The small hands were clenched as tight as they could be, and Castiel felt how swollen three of the fingers were, the jarred and bruised bones within, throbbing along a thin line of agony. Jimmy... His hand had been slammed in a door. Castiel saw a flash of the memory suddenly in the vessel's mind, a face looming over him twisted in rage, humanity made demonic, the adult's hand grabbing Jimmy harshly, pressing his hand against the jamb and slamming the door on it.
"Who are you?" the boy said again. And he was a boy, just a boy, young and small. Younger than his daughter Claire had been when Castiel had briefly filled her flesh to wreak havoc among the demons who had captured her.
Castiel had meant to travel back in time, to change everything. He hadn't meant to do...this.
Jimmy.
The boy's breath hitched in his throat, his heart stuttering for a moment. "Who's there?"

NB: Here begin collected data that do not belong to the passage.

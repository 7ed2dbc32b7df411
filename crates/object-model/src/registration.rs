//! Parser traits, the type-string registries and the parse context that
//! threads them through a parse.
//!
//! Built-in parsers are registered when a registry is constructed and are
//! fixed: hosts may add parsers for their own types but cannot replace or
//! remove the built-in ones.

use std::collections::BTreeMap;
use std::fmt;
use std::sync::Arc;

use serde_json::Value;

use crate::actions::{Action, OpenUrlActionParser, SubmitActionParser, UnknownAction};
use crate::card_element::{CardElement, UnknownElement};
use crate::enums::{ActionType, CardElementType};
use crate::error::{ErrorStatusCode, ParseError, ParseWarning, WarningStatusCode};
use crate::inputs::{
    ChoiceSetInputParser, DateInputParser, NumberInputParser, TextInputParser, TimeInputParser,
    ToggleInputParser,
};
use crate::parse_util::{get_type_string, json_from_str};

/// Turns the JSON of one element into a [`CardElement`].
pub trait ElementParser: Send + Sync {
    fn deserialize(&self, ctx: &mut ParseContext, json: &Value) -> Result<CardElement, ParseError>;

    fn deserialize_from_str(
        &self,
        ctx: &mut ParseContext,
        text: &str,
    ) -> Result<CardElement, ParseError> {
        let json = json_from_str(text)?;
        self.deserialize(ctx, &json)
    }
}

/// Turns the JSON of one action into an [`Action`].
pub trait ActionParser: Send + Sync {
    fn deserialize(&self, ctx: &mut ParseContext, json: &Value) -> Result<Action, ParseError>;

    fn deserialize_from_str(&self, ctx: &mut ParseContext, text: &str) -> Result<Action, ParseError> {
        let json = json_from_str(text)?;
        self.deserialize(ctx, &json)
    }
}

fn override_error(kind: &str, type_string: &str) -> ParseError {
    ParseError::new(
        ErrorStatusCode::UnsupportedParserOverride,
        format!("Overriding known {} parsers is unsupported ({})", kind, type_string),
    )
}

/// Maps element `"type"` strings to parsers.
#[derive(Clone)]
pub struct ElementParserRegistration {
    parsers: BTreeMap<String, Arc<dyn ElementParser>>,
}

impl ElementParserRegistration {
    pub fn new() -> Self {
        let mut parsers: BTreeMap<String, Arc<dyn ElementParser>> = BTreeMap::new();
        parsers.insert(
            CardElementType::ChoiceSetInput.as_str().to_string(),
            Arc::new(ChoiceSetInputParser),
        );
        parsers.insert(
            CardElementType::DateInput.as_str().to_string(),
            Arc::new(DateInputParser),
        );
        parsers.insert(
            CardElementType::NumberInput.as_str().to_string(),
            Arc::new(NumberInputParser),
        );
        parsers.insert(
            CardElementType::TextInput.as_str().to_string(),
            Arc::new(TextInputParser),
        );
        parsers.insert(
            CardElementType::TimeInput.as_str().to_string(),
            Arc::new(TimeInputParser),
        );
        parsers.insert(
            CardElementType::ToggleInput.as_str().to_string(),
            Arc::new(ToggleInputParser),
        );
        ElementParserRegistration { parsers }
    }

    /// Register (or replace) the parser for a host-defined type.
    pub fn add_parser(
        &mut self,
        type_string: impl Into<String>,
        parser: Arc<dyn ElementParser>,
    ) -> Result<(), ParseError> {
        let type_string = type_string.into();
        if CardElementType::from_type_str(&type_string) != CardElementType::Unknown {
            return Err(override_error("element", &type_string));
        }
        self.parsers.insert(type_string, parser);
        Ok(())
    }

    /// Built-in types are silently kept.
    pub fn remove_parser(&mut self, type_string: &str) {
        if CardElementType::from_type_str(type_string) == CardElementType::Unknown {
            self.parsers.remove(type_string);
        }
    }

    pub fn get_parser(&self, type_string: &str) -> Option<Arc<dyn ElementParser>> {
        self.parsers.get(type_string).cloned()
    }

    pub fn type_strings(&self) -> impl Iterator<Item = &str> {
        self.parsers.keys().map(String::as_str)
    }
}

impl Default for ElementParserRegistration {
    fn default() -> Self {
        ElementParserRegistration::new()
    }
}

impl fmt::Debug for ElementParserRegistration {
    fn fmt(&self, f: &mut fmt::Formatter<'_>) -> fmt::Result {
        f.debug_set().entries(self.parsers.keys()).finish()
    }
}

/// Maps action `"type"` strings to parsers.
#[derive(Clone)]
pub struct ActionParserRegistration {
    parsers: BTreeMap<String, Arc<dyn ActionParser>>,
}

impl ActionParserRegistration {
    pub fn new() -> Self {
        let mut parsers: BTreeMap<String, Arc<dyn ActionParser>> = BTreeMap::new();
        parsers.insert(
            ActionType::Submit.as_str().to_string(),
            Arc::new(SubmitActionParser),
        );
        parsers.insert(
            ActionType::OpenUrl.as_str().to_string(),
            Arc::new(OpenUrlActionParser),
        );
        ActionParserRegistration { parsers }
    }

    pub fn add_parser(
        &mut self,
        type_string: impl Into<String>,
        parser: Arc<dyn ActionParser>,
    ) -> Result<(), ParseError> {
        let type_string = type_string.into();
        if ActionType::from_type_str(&type_string) != ActionType::Unknown {
            return Err(override_error("action", &type_string));
        }
        self.parsers.insert(type_string, parser);
        Ok(())
    }

    pub fn remove_parser(&mut self, type_string: &str) {
        if ActionType::from_type_str(type_string) == ActionType::Unknown {
            self.parsers.remove(type_string);
        }
    }

    pub fn get_parser(&self, type_string: &str) -> Option<Arc<dyn ActionParser>> {
        self.parsers.get(type_string).cloned()
    }

    pub fn type_strings(&self) -> impl Iterator<Item = &str> {
        self.parsers.keys().map(String::as_str)
    }
}

impl Default for ActionParserRegistration {
    fn default() -> Self {
        ActionParserRegistration::new()
    }
}

impl fmt::Debug for ActionParserRegistration {
    fn fmt(&self, f: &mut fmt::Formatter<'_>) -> fmt::Result {
        f.debug_set().entries(self.parsers.keys()).finish()
    }
}

/// State carried through one parse: the registries to dispatch with and
/// the warnings collected so far.
#[derive(Debug, Clone, Default)]
pub struct ParseContext {
    element_parsers: Arc<ElementParserRegistration>,
    action_parsers: Arc<ActionParserRegistration>,
    warnings: Vec<ParseWarning>,
}

impl ParseContext {
    pub fn new() -> Self {
        ParseContext::default()
    }

    pub fn with_registrations(
        element_parsers: Arc<ElementParserRegistration>,
        action_parsers: Arc<ActionParserRegistration>,
    ) -> Self {
        ParseContext {
            element_parsers,
            action_parsers,
            warnings: Vec::new(),
        }
    }

    pub fn element_parser_registration(&self) -> &Arc<ElementParserRegistration> {
        &self.element_parsers
    }

    pub fn action_parser_registration(&self) -> &Arc<ActionParserRegistration> {
        &self.action_parsers
    }

    pub fn warnings(&self) -> &[ParseWarning] {
        &self.warnings
    }

    pub fn take_warnings(&mut self) -> Vec<ParseWarning> {
        std::mem::take(&mut self.warnings)
    }

    pub fn warn(&mut self, status_code: WarningStatusCode, reason: impl Into<String>) {
        let warning = ParseWarning::new(status_code, reason);
        tracing::debug!(status = ?warning.status_code, reason = %warning.reason, "parse warning");
        self.warnings.push(warning);
    }

    /// Dispatch on `"type"`. Unregistered types become
    /// [`CardElement::Unknown`] with an `UnknownElementType` warning.
    pub fn parse_element(&mut self, json: &Value) -> Result<CardElement, ParseError> {
        let type_string = get_type_string(json)?;
        let parser = self.element_parsers.get_parser(&type_string);
        match parser {
            Some(parser) => {
                tracing::debug!(element_type = %type_string, "parsing element");
                parser.deserialize(self, json)
            }
            None => {
                self.warn(
                    WarningStatusCode::UnknownElementType,
                    format!("Unknown element type '{}'", type_string),
                );
                Ok(CardElement::Unknown(UnknownElement::from_json(json, type_string)))
            }
        }
    }

    pub fn parse_element_from_str(&mut self, text: &str) -> Result<CardElement, ParseError> {
        let json = json_from_str(text)?;
        self.parse_element(&json)
    }

    /// Dispatch on `"type"`. Unregistered types become
    /// [`Action::Unknown`] with an `UnknownActionElementType` warning.
    pub fn parse_action(&mut self, json: &Value) -> Result<Action, ParseError> {
        let type_string = get_type_string(json)?;
        let parser = self.action_parsers.get_parser(&type_string);
        match parser {
            Some(parser) => {
                tracing::debug!(action_type = %type_string, "parsing action");
                parser.deserialize(self, json)
            }
            None => {
                self.warn(
                    WarningStatusCode::UnknownActionElementType,
                    format!("Unknown action type '{}'", type_string),
                );
                Ok(Action::Unknown(UnknownAction::from_json(json, type_string)))
            }
        }
    }

    /// Parse either a single element object or an array of them.
    pub fn parse_elements(&mut self, json: &Value) -> Result<Vec<CardElement>, ParseError> {
        match json {
            Value::Array(items) => items.iter().map(|item| self.parse_element(item)).collect(),
            other => Ok(vec![self.parse_element(other)?]),
        }
    }
}

#[cfg(test)]
mod tests {
    use super::*;
    use serde_json::json;

    /// Host parser that reads only the id of a `Rating` element.
    struct RatingParser;

    impl ElementParser for RatingParser {
        fn deserialize(
            &self,
            _ctx: &mut ParseContext,
            json: &Value,
        ) -> Result<CardElement, ParseError> {
            let mut unknown = UnknownElement::from_json(json, "Rating".to_string());
            unknown.base.additional_properties.remove("stars");
            Ok(CardElement::Unknown(unknown))
        }
    }

    #[test]
    fn test_built_ins_registered() {
        let reg = ElementParserRegistration::new();
        for t in CardElementType::BUILT_IN {
            assert!(reg.get_parser(t.as_str()).is_some(), "missing {}", t);
        }
        assert_eq!(reg.type_strings().count(), CardElementType::BUILT_IN.len());

        let actions = ActionParserRegistration::new();
        assert!(actions.get_parser("Action.Submit").is_some());
        assert!(actions.get_parser("Action.OpenUrl").is_some());
    }

    #[test]
    fn test_override_of_built_in_rejected() {
        let mut reg = ElementParserRegistration::new();
        let err = reg
            .add_parser("Input.Date", Arc::new(RatingParser))
            .unwrap_err();
        assert_eq!(err.status_code(), ErrorStatusCode::UnsupportedParserOverride);

        reg.remove_parser("Input.Date");
        assert!(reg.get_parser("Input.Date").is_some());
    }

    #[test]
    fn test_host_parser_add_and_remove() {
        let mut reg = ElementParserRegistration::new();
        reg.add_parser("Rating", Arc::new(RatingParser)).unwrap();

        let mut ctx = ParseContext::with_registrations(
            Arc::new(reg.clone()),
            Arc::new(ActionParserRegistration::new()),
        );
        let element = ctx
            .parse_element(&json!({"type": "Rating", "id": "r", "stars": 4}))
            .unwrap();
        assert!(ctx.warnings().is_empty());
        assert!(element.base().additional_properties.is_empty());

        reg.remove_parser("Rating");
        assert!(reg.get_parser("Rating").is_none());
    }

    #[test]
    fn test_unknown_element_warns() {
        let mut ctx = ParseContext::new();
        let element = ctx
            .parse_element_from_str(r#"{"type": "Media", "sources": []}"#)
            .unwrap();
        assert_eq!(element.type_string(), "Media");
        let warnings = ctx.take_warnings();
        assert_eq!(warnings.len(), 1);
        assert_eq!(warnings[0].status_code, WarningStatusCode::UnknownElementType);
        assert!(ctx.warnings().is_empty());
    }

    #[test]
    fn test_unknown_types_tolerate_wrong_kind_base_properties() {
        let mut ctx = ParseContext::new();
        let element_json = json!({"type": "Media", "separator": "yes", "spacing": 3});
        let element = ctx.parse_element(&element_json).unwrap();
        assert_eq!(element.serialize_to_json_value(), element_json);

        let action_json = json!({"type": "Action.Future", "title": 7, "isEnabled": "no"});
        let action = ctx.parse_action(&action_json).unwrap();
        assert_eq!(action.type_string(), "Action.Future");
        assert!(action.base().title.is_empty());
        assert_eq!(action.serialize_to_json_value(), action_json);

        let codes: Vec<_> = ctx.warnings().iter().map(|w| w.status_code).collect();
        assert_eq!(
            codes,
            vec![
                WarningStatusCode::UnknownElementType,
                WarningStatusCode::UnknownActionElementType
            ]
        );
    }

    #[test]
    fn test_missing_type_is_fatal() {
        let mut ctx = ParseContext::new();
        let err = ctx.parse_element(&json!({"id": "x"})).unwrap_err();
        assert_eq!(err.status_code(), ErrorStatusCode::RequiredPropertyMissing);
    }

    #[test]
    fn test_parse_elements_accepts_array_or_object() {
        let mut ctx = ParseContext::new();
        let many = ctx
            .parse_elements(&json!([
                {"type": "Input.Date", "id": "a"},
                {"type": "Input.Time", "id": "b"}
            ]))
            .unwrap();
        assert_eq!(many.len(), 2);
        let one = ctx
            .parse_elements(&json!({"type": "Input.Number", "id": "c"}))
            .unwrap();
        assert_eq!(one[0].element_type(), CardElementType::NumberInput);
    }
}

He whispered it now, afraid of being heard.
Jimmy Novak. You believe in God, yes? I feel the faith in you.
The child nodded, short and sharp, just once.
Your mother told you about angels. You believe in them as well.
"She said angels were watching over me."
We are. I am.
Jimmy turned his head to the side, a tear trailing down his cheek, hot and bitter.
More flashes of memory, these from Jimmy's mind instead of Castiel's. A single night of terror and flame, black smoke tearing into their home, shaking the walls, the roof, and then fire, fire, fire. Jimmy screaming, his parents trapped, smoke and more smoke, burning his eyes and throat, tears pouring down his face in an endless deluge.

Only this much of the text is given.